-- Data excerpts follows --
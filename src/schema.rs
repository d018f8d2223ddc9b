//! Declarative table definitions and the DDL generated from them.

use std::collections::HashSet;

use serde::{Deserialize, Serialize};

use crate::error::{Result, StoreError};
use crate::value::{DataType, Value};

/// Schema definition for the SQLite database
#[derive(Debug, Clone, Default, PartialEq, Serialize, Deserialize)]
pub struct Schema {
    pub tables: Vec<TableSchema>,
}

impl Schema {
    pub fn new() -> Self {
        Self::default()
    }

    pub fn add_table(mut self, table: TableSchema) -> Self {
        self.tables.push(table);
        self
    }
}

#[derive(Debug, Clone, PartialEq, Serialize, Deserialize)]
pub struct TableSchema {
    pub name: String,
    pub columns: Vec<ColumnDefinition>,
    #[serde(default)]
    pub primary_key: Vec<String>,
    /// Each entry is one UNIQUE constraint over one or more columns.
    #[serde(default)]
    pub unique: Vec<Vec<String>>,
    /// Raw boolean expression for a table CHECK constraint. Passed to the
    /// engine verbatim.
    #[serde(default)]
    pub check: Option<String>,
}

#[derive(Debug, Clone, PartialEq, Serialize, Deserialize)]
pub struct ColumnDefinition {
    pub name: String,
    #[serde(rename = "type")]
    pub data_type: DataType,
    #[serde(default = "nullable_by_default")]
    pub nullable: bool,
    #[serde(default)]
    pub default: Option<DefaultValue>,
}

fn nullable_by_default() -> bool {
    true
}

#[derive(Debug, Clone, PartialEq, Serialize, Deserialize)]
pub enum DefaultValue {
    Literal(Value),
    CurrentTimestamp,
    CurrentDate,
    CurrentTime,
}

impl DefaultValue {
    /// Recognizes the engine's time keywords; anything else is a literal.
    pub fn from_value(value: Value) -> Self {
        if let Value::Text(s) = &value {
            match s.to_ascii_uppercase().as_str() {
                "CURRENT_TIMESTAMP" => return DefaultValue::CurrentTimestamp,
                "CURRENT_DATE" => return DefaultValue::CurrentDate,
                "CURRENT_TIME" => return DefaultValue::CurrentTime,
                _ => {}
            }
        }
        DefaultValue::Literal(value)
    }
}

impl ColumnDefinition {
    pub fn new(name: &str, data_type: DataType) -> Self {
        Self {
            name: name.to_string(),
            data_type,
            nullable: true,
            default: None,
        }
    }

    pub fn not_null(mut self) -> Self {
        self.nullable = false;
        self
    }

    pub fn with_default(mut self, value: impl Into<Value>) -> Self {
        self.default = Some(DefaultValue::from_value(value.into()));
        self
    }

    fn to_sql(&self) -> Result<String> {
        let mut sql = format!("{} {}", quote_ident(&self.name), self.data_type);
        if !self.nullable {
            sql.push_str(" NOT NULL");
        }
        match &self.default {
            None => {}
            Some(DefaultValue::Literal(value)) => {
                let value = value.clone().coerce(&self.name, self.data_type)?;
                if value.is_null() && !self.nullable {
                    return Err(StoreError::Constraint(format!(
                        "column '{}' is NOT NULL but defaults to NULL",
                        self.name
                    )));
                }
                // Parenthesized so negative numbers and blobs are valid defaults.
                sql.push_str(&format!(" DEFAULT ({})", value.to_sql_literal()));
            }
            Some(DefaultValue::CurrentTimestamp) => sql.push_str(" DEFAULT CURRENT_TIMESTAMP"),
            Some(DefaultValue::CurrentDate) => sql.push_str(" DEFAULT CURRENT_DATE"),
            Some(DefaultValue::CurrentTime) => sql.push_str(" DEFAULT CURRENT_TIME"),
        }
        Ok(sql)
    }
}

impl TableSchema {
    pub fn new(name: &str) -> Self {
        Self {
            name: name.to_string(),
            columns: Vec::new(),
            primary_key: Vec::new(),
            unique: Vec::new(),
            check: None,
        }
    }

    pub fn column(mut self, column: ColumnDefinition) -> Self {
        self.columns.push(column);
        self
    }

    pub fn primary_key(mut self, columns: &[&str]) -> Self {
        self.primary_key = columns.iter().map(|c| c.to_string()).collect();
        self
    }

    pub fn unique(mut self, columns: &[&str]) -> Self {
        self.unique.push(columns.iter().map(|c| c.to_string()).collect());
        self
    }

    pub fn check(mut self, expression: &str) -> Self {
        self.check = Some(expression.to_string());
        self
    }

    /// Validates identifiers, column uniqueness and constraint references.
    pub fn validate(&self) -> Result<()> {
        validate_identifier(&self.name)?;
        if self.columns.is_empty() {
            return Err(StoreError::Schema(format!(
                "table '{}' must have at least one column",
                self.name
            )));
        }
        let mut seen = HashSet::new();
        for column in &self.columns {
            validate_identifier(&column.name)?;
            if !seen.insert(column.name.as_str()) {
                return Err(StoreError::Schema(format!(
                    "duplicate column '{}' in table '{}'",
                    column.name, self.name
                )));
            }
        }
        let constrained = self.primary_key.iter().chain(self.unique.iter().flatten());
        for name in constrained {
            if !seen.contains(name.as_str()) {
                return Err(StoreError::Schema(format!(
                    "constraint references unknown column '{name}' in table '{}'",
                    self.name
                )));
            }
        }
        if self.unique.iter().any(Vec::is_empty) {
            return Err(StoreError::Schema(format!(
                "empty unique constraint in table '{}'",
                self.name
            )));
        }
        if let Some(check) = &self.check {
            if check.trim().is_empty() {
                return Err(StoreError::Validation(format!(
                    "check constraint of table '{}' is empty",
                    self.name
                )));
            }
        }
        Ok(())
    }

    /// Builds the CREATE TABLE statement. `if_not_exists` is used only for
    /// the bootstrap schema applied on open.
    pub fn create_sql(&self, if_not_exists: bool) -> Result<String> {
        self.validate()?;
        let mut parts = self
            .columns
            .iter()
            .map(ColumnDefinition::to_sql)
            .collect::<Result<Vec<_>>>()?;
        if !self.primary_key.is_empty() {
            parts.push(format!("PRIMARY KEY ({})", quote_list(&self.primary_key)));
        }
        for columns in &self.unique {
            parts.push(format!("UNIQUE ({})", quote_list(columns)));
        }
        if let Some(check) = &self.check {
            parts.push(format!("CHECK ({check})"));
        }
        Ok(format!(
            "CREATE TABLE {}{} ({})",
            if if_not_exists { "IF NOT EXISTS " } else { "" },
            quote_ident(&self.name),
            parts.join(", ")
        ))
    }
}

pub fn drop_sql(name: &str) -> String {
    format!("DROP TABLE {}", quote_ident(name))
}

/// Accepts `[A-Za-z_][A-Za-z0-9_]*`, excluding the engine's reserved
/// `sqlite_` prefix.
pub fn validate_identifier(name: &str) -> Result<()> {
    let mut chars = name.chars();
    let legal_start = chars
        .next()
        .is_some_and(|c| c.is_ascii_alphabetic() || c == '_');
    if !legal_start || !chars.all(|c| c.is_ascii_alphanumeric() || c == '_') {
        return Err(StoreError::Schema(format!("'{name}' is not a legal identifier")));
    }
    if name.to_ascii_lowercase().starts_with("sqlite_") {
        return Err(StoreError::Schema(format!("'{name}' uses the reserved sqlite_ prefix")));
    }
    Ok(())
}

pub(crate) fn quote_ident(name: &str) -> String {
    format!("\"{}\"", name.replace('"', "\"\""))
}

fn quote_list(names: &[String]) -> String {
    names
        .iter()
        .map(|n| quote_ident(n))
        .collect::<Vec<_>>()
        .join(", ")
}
-- Data excerpts concluded --
▶ Your goal
Every line of the entries above that includes "defaults" should be copied.

▶ Response
                        "column '{}' is NOT NULL but defaults to NULL",
                // Parenthesized so negative numbers and blobs are valid defaults.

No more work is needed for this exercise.